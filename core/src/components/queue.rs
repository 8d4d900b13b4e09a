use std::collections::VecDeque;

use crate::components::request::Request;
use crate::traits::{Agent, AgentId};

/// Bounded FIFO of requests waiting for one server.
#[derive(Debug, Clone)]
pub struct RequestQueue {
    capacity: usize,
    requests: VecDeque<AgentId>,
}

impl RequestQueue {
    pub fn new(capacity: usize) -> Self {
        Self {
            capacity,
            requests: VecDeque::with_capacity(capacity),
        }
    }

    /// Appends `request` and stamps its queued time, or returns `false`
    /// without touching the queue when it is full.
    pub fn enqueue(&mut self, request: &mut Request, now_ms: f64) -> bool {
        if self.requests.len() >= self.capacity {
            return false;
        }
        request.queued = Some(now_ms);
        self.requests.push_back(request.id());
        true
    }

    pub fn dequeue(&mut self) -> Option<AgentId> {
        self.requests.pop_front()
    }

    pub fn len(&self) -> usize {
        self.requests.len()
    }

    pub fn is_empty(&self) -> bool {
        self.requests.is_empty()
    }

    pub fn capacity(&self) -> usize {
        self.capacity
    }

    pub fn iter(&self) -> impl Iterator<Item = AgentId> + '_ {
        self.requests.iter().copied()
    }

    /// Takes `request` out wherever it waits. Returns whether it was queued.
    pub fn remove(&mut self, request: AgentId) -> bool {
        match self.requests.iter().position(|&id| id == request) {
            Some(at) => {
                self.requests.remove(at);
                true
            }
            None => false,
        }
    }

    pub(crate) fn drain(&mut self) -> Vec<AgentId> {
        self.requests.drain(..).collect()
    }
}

Exercise objective =>
Repeat verbatim the line holding "self.requests.pop_front()" and all lines after it, up to the end of the material.

Written solution =>
        self.requests.pop_front()
    }

    pub fn len(&self) -> usize {
        self.requests.len()
    }

    pub fn is_empty(&self) -> bool {
        self.requests.is_empty()
    }

    pub fn capacity(&self) -> usize {
        self.capacity
    }

    pub fn iter(&self) -> impl Iterator<Item = AgentId> + '_ {
        self.requests.iter().copied()
    }

    /// Takes `request` out wherever it waits. Returns whether it was queued.
    pub fn remove(&mut self, request: AgentId) -> bool {
        match self.requests.iter().position(|&id| id == request) {
            Some(at) => {
                self.requests.remove(at);
                true
            }
            None => false,
        }
    }

    pub(crate) fn drain(&mut self) -> Vec<AgentId> {
        self.requests.drain(..).collect()
    }
}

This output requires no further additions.